### The problem
State the number of lines in the following data that include the word "empty", with no other text.

---------- The records ----------

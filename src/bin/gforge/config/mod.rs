mod pipeline;
mod store;

pub use pipeline::build_pipeline_config;
pub use store::{build_store_options, dataset_path, store_path};
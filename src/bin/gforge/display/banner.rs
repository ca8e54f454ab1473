use std::io::{self, Write};
use std::sync::LazyLock;

const VERSION: &str = env!("CARGO_PKG_VERSION");

const BANNER_ART: &str = r#"
    ██████╗ ██████╗  █████╗ ██████╗ ██╗  ██╗
   ██╔════╝ ██╔══██╗██╔══██╗██╔══██╗██║  ██║
   ██║  ███╗██████╔╝███████║██████╔╝███████║
   ██║   ██║██╔══██╗██╔══██║██╔═══╝ ██╔══██║
   ╚██████╔╝██║  ██║██║  ██║██║     ██║  ██║
    ╚═════╝ ╚═╝  ╚═╝╚═╝  ╚═╝╚═╝     ╚═╝  ╚═╝
                    ███████╗ ██████╗ ██████╗  ██████╗ ███████╗
                    ██╔════╝██╔═══██╗██╔══██╗██╔════╝ ██╔════╝
                    █████╗  ██║   ██║██████╔╝██║  ███╗█████╗
                    ██╔══╝  ██║   ██║██╔══██╗██║   ██║██╔══╝
                    ██║     ╚██████╔╝██║  ██║╚██████╔╝███████╗
                    ╚═╝      ╚═════╝ ╚═╝  ╚═╝ ╚═════╝ ╚══════╝
   ───────────────────────────────────────────────────────────
   "#;

static BANNER_FOR_HELP: LazyLock<String> = LazyLock::new(|| format!("\n{BANNER_ART}"));

pub fn banner_for_help() -> &'static str {
    &BANNER_FOR_HELP
}

pub fn print_banner() {
    let mut stderr = io::stderr().lock();
    let _ = writeln!(stderr);
    let _ = writeln!(stderr, "{BANNER_ART}");
    let _ = writeln!(
        stderr,
        "   Force-Field Training Graph Datasets                v{VERSION}"
    );
    let _ = writeln!(stderr);
}
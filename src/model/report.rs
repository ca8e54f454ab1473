use serde::{Deserialize, Serialize};
use std::fmt;

/// Why a conformation did not make it into the dataset.
#[derive(Debug, Clone, Copy, PartialEq, Eq, Hash, PartialOrd, Ord, Serialize, Deserialize)]
#[serde(rename_all = "snake_case")]
pub enum RejectionReason {
    Energy,
    Force,
    Duplicate,
    NonFinite,
    ShapeMismatch,
}

impl RejectionReason {
    pub const ALL: [RejectionReason; 5] = [
        RejectionReason::Energy,
        RejectionReason::Force,
        RejectionReason::Duplicate,
        RejectionReason::NonFinite,
        RejectionReason::ShapeMismatch,
    ];

    pub fn describe(&self) -> &'static str {
        match self {
            RejectionReason::Energy => "rejected by energy threshold",
            RejectionReason::Force => "rejected by force threshold",
            RejectionReason::Duplicate => "rejected as duplicates",
            RejectionReason::NonFinite => "rejected for non-finite values",
            RejectionReason::ShapeMismatch => "skipped for atom-count mismatch",
        }
    }
}

impl fmt::Display for RejectionReason {
    fn fmt(&self, f: &mut fmt::Formatter<'_>) -> fmt::Result {
        let s = match self {
            RejectionReason::Energy => "energy",
            RejectionReason::Force => "force",
            RejectionReason::Duplicate => "duplicate",
            RejectionReason::NonFinite => "non-finite",
            RejectionReason::ShapeMismatch => "shape mismatch",
        };
        f.write_str(s)
    }
}

#[derive(Debug, Clone, Copy, Default, PartialEq, Eq, Serialize, Deserialize)]
pub struct RejectionCounts {
    pub energy: usize,
    pub force: usize,
    pub duplicate: usize,
    pub non_finite: usize,
    pub shape_mismatch: usize,
}

impl RejectionCounts {
    pub fn add(&mut self, reason: RejectionReason) {
        *self.slot(reason) += 1;
    }

    pub fn get(&self, reason: RejectionReason) -> usize {
        match reason {
            RejectionReason::Energy => self.energy,
            RejectionReason::Force => self.force,
            RejectionReason::Duplicate => self.duplicate,
            RejectionReason::NonFinite => self.non_finite,
            RejectionReason::ShapeMismatch => self.shape_mismatch,
        }
    }

    pub fn total(&self) -> usize {
        RejectionReason::ALL.iter().map(|r| self.get(*r)).sum()
    }

    pub fn merge(&mut self, other: &RejectionCounts) {
        for reason in RejectionReason::ALL {
            *self.slot(reason) += other.get(reason);
        }
    }

    fn slot(&mut self, reason: RejectionReason) -> &mut usize {
        match reason {
            RejectionReason::Energy => &mut self.energy,
            RejectionReason::Force => &mut self.force,
            RejectionReason::Duplicate => &mut self.duplicate,
            RejectionReason::NonFinite => &mut self.non_finite,
            RejectionReason::ShapeMismatch => &mut self.shape_mismatch,
        }
    }
}

#[derive(Debug, Clone, PartialEq, Serialize, Deserialize)]
#[serde(tag = "status", rename_all = "snake_case")]
pub enum MoleculeStatus {
    Assigned,
    AssignmentFailed { reason: String, message: String },
}

/// Outcome of processing one molecule, as tallied by the dataset assembler.
#[derive(Debug, Clone, PartialEq, Serialize, Deserialize)]
pub struct MoleculeReport {
    pub molecule_id: String,
    pub molecule_index: usize,
    pub atom_count: usize,
    pub conformations: usize,
    #[serde(flatten)]
    pub status: MoleculeStatus,
    pub accepted: usize,
    pub rejected: RejectionCounts,
    /// Energy subtracted from every conformation during normalization.
    pub reference_energy: Option<f64>,
}

impl MoleculeReport {
    pub fn assignment_failed(
        molecule_id: impl Into<String>,
        molecule_index: usize,
        atom_count: usize,
        conformations: usize,
        reason: impl Into<String>,
        message: impl Into<String>,
    ) -> Self {
        Self {
            molecule_id: molecule_id.into(),
            molecule_index,
            atom_count,
            conformations,
            status: MoleculeStatus::AssignmentFailed {
                reason: reason.into(),
                message: message.into(),
            },
            accepted: 0,
            rejected: RejectionCounts::default(),
            reference_energy: None,
        }
    }

    pub fn is_assigned(&self) -> bool {
        matches!(self.status, MoleculeStatus::Assigned)
    }

    /// Assigned, but no conformation survived filtering.
    pub fn all_rejected(&self) -> bool {
        self.is_assigned() && self.accepted == 0
    }
}

#[cfg(test)]
mod tests {
    use super::*;

    #[test]
    fn counts_add_and_total() {
        let mut counts = RejectionCounts::default();
        counts.add(RejectionReason::Energy);
        counts.add(RejectionReason::Energy);
        counts.add(RejectionReason::ShapeMismatch);
        assert_eq!(counts.get(RejectionReason::Energy), 2);
        assert_eq!(counts.get(RejectionReason::Force), 0);
        assert_eq!(counts.total(), 3);

        let mut other = RejectionCounts::default();
        other.add(RejectionReason::Force);
        other.merge(&counts);
        assert_eq!(other.total(), 4);
        assert_eq!(other.force, 1);
    }

    #[test]
    fn failed_report_is_not_all_rejected() {
        let report =
            MoleculeReport::assignment_failed("m", 0, 3, 2, "valence", "too many bonds");
        assert!(!report.is_assigned());
        assert!(!report.all_rejected());
    }

    #[test]
    fn report_status_serializes_inline() {
        let report = MoleculeReport::assignment_failed("m", 4, 3, 2, "empty", "no atoms");
        let json = serde_json::to_value(&report).unwrap();
        assert_eq!(json["status"], "assignment_failed");
        assert_eq!(json["reason"], "empty");
        let back: MoleculeReport = serde_json::from_value(json).unwrap();
        assert_eq!(back, report);
    }
}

----------

### The completed task
2